* [Your objective]
Using the records below, output the stretch that opens with the line containing "to create subreddit" and closes with the line containing "fields(subreddit = %subreddit.id), err(Display))]", exactly and including both lines, with nothing more.

[Saved data entries]
* * * * *

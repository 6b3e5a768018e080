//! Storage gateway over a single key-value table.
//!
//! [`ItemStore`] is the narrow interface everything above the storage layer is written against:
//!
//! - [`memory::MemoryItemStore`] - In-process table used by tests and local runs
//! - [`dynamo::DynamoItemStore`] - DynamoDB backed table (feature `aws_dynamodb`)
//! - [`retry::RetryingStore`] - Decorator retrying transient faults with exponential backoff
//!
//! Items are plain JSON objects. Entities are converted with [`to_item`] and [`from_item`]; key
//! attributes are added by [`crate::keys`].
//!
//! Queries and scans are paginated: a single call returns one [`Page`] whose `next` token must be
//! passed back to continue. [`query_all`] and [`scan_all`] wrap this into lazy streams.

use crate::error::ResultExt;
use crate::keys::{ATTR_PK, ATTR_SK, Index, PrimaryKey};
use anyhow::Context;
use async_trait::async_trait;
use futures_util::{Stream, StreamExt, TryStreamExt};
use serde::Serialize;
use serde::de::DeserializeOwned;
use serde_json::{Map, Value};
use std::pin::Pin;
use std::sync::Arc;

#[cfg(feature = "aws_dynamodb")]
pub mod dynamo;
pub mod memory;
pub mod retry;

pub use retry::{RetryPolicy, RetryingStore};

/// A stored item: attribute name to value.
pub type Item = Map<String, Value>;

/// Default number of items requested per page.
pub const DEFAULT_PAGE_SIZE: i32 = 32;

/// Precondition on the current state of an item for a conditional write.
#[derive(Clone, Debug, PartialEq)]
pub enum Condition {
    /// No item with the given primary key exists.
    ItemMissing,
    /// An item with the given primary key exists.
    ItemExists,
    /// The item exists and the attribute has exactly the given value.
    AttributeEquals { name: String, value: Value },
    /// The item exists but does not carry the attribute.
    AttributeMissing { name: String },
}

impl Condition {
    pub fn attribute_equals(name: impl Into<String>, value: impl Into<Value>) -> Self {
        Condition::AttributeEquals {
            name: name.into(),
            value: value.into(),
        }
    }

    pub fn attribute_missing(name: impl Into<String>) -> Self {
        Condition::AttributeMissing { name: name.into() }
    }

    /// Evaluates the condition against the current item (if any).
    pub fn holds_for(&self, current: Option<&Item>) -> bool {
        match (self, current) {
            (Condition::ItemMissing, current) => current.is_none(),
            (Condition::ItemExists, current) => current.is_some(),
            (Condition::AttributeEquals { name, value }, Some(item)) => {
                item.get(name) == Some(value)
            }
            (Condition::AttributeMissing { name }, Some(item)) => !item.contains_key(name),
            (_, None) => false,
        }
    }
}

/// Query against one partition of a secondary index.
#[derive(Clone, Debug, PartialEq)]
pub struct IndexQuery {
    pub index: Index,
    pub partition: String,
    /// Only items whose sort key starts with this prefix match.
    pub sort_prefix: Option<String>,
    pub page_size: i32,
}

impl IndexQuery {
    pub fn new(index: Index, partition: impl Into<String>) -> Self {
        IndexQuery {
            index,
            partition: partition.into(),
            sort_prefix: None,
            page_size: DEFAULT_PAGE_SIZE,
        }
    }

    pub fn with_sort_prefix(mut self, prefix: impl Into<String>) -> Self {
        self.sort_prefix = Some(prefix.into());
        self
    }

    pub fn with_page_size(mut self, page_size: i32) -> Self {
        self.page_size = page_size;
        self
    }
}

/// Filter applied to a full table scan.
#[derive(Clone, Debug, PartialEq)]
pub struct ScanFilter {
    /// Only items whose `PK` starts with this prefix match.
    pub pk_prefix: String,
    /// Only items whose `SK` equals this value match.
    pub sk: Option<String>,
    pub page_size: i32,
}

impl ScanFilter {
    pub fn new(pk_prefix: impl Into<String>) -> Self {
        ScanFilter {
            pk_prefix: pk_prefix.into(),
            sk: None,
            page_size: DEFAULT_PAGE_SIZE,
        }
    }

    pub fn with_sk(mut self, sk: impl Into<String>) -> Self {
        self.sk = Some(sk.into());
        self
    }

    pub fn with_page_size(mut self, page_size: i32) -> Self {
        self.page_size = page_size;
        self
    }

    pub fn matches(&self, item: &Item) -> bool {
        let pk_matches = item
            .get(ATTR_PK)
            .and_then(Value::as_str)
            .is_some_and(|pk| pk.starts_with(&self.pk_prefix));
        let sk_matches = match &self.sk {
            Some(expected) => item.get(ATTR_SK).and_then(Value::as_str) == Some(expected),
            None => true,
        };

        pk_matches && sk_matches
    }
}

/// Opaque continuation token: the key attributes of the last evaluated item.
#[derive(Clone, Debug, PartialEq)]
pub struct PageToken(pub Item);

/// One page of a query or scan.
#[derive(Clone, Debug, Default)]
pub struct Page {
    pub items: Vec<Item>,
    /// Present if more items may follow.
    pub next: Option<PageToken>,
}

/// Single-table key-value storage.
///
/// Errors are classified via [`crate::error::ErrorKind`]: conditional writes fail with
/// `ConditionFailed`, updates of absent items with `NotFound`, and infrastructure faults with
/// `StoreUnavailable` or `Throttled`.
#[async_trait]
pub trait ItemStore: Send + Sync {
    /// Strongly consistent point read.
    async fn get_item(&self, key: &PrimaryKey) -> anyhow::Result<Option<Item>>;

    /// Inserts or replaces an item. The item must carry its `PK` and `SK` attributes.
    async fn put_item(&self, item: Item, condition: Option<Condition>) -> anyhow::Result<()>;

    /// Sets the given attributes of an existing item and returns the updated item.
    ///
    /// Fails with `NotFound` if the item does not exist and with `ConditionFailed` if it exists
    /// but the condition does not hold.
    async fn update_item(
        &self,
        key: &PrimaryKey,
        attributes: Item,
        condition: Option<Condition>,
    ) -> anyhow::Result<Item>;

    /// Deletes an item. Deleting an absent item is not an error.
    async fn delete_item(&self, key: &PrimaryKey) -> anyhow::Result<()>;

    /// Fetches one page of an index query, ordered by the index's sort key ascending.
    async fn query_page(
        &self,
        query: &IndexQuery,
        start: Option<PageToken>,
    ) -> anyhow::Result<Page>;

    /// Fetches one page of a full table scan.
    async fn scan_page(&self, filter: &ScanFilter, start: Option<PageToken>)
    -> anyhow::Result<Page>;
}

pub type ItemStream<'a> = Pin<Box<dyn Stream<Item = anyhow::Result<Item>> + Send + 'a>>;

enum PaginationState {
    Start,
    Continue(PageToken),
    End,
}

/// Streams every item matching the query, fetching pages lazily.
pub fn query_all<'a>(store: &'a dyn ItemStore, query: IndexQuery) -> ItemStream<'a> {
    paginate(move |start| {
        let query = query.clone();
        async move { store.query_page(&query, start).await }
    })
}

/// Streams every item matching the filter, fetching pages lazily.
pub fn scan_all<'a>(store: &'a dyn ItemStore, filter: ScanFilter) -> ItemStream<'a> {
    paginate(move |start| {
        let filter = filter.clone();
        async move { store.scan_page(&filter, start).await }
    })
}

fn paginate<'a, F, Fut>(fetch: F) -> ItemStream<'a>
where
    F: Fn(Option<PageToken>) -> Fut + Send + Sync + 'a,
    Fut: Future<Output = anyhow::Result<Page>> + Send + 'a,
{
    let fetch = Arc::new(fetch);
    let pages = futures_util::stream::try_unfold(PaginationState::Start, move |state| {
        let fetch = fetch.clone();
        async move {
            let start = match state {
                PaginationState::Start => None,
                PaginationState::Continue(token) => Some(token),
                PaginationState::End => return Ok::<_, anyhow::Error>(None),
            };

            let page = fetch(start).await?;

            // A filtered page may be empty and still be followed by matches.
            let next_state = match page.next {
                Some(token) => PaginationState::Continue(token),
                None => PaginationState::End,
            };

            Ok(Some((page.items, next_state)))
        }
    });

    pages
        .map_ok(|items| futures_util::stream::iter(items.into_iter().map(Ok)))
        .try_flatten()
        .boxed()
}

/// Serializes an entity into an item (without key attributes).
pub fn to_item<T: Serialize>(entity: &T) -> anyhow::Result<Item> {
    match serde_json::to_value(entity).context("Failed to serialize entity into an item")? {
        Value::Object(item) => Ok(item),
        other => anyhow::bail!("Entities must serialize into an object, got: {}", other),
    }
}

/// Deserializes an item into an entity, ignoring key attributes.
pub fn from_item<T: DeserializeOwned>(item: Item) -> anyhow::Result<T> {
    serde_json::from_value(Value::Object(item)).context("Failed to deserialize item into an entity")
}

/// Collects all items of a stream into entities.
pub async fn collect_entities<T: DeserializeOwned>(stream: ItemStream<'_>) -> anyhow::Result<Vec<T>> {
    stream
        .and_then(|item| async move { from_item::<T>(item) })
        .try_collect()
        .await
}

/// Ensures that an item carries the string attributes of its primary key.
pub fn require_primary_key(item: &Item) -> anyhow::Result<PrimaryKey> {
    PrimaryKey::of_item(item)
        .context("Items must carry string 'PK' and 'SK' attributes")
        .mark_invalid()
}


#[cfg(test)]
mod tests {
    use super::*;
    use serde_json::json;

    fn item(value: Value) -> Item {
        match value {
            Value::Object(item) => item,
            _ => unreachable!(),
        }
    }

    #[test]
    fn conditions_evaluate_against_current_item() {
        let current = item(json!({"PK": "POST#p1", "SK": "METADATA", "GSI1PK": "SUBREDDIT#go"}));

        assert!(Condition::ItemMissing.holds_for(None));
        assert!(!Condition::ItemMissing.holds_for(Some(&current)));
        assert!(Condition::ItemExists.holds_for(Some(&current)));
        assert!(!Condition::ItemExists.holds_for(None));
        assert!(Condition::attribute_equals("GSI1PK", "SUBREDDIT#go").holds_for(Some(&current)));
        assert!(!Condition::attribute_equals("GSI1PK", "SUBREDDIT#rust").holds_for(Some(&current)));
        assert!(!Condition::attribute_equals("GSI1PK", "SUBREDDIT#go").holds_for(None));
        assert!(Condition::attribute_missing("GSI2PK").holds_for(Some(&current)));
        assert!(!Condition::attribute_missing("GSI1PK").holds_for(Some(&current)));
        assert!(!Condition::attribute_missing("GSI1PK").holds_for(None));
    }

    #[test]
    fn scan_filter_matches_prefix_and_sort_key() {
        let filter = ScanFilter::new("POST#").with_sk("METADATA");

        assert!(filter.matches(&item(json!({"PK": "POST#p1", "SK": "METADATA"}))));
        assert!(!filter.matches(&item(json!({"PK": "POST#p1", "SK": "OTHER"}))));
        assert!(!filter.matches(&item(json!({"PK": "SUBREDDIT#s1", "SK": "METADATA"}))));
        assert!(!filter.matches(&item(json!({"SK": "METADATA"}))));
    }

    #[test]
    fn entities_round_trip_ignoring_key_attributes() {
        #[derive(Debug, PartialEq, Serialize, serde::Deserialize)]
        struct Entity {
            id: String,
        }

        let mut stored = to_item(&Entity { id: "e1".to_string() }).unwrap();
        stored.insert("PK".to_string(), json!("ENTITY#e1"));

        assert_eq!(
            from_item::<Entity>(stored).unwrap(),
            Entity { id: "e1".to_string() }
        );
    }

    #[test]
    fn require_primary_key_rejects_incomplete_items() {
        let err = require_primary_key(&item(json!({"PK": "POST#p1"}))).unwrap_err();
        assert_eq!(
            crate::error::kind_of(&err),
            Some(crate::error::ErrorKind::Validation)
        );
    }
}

* * * * *

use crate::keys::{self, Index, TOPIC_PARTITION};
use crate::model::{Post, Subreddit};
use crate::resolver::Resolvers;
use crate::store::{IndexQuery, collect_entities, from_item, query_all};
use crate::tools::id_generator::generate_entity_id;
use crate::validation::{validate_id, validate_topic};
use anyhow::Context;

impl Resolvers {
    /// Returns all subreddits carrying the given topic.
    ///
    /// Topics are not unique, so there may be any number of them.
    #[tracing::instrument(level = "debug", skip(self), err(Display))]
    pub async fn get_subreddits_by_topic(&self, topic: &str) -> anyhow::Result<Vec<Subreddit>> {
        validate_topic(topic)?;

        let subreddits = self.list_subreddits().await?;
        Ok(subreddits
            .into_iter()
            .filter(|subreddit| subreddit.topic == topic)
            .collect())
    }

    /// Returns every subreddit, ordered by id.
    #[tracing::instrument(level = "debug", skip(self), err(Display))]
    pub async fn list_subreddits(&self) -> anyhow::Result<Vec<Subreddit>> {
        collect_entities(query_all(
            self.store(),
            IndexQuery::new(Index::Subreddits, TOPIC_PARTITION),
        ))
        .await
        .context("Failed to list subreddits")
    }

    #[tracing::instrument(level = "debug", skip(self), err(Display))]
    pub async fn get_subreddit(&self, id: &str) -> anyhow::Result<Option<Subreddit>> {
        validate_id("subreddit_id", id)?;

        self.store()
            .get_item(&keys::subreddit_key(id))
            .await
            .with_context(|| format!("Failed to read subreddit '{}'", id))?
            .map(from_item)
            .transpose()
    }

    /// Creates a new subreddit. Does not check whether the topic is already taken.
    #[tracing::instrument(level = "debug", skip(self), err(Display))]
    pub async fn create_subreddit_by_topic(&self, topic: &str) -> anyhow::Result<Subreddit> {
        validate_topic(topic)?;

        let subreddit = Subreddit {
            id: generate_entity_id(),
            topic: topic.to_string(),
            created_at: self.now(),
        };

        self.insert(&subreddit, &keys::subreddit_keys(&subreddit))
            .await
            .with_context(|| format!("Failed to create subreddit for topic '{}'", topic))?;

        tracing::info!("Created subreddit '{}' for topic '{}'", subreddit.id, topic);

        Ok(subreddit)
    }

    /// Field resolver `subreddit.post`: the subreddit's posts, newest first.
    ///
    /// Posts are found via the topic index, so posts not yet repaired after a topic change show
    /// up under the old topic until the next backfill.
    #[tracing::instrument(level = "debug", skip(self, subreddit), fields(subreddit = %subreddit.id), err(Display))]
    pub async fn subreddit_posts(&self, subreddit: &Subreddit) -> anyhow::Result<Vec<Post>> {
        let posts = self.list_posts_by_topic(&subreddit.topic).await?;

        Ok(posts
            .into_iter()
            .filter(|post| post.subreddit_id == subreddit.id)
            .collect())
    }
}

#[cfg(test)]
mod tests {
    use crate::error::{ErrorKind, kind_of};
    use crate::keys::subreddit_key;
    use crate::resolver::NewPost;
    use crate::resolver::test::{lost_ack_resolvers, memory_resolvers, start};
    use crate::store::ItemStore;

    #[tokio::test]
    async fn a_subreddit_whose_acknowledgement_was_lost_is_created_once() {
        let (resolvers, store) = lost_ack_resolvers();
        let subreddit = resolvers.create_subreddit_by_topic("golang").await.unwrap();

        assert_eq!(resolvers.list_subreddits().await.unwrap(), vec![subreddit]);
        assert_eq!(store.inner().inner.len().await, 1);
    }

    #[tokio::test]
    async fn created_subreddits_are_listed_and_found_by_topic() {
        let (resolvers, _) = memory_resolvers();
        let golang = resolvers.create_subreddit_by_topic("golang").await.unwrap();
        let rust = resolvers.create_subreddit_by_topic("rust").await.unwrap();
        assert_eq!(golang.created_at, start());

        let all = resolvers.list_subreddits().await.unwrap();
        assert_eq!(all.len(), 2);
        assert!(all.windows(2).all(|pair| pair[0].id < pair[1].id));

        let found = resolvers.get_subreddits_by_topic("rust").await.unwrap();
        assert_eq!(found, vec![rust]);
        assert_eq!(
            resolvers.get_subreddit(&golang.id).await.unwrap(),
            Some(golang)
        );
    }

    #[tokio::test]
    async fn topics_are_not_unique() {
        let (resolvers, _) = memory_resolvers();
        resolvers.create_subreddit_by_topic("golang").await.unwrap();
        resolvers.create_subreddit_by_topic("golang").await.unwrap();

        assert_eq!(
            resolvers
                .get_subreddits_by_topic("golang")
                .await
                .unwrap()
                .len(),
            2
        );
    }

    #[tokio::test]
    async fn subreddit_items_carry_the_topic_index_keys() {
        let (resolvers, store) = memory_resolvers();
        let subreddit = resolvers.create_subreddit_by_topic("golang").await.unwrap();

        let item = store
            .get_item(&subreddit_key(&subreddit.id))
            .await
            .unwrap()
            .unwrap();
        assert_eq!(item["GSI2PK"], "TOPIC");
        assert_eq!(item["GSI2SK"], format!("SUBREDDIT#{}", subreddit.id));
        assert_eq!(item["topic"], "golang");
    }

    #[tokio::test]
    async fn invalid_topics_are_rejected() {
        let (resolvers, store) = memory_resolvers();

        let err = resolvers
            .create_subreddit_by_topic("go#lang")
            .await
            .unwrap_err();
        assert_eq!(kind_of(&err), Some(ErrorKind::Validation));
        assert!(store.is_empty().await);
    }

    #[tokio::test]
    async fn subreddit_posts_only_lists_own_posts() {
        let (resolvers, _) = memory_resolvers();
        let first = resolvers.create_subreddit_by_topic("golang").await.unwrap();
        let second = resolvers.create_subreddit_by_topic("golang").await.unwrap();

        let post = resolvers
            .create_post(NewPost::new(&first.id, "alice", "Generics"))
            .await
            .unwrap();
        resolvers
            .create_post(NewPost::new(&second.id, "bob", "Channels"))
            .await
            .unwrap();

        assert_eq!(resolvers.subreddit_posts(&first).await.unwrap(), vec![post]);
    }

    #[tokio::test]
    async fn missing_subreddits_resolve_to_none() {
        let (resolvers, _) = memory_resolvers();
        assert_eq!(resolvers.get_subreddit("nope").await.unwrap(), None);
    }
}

* * * * *

* [Output of the exercise]
            .with_context(|| format!("Failed to create subreddit for topic '{}'", topic))?;

        tracing::info!("Created subreddit '{}' for topic '{}'", subreddit.id, topic);

        Ok(subreddit)
    }

    /// Field resolver `subreddit.post`: the subreddit's posts, newest first.
    ///
    /// Posts are found via the topic index, so posts not yet repaired after a topic change show
    /// up under the old topic until the next backfill.
    #[tracing::instrument(level = "debug", skip(self, subreddit), fields(subreddit = %subreddit.id), err(Display))]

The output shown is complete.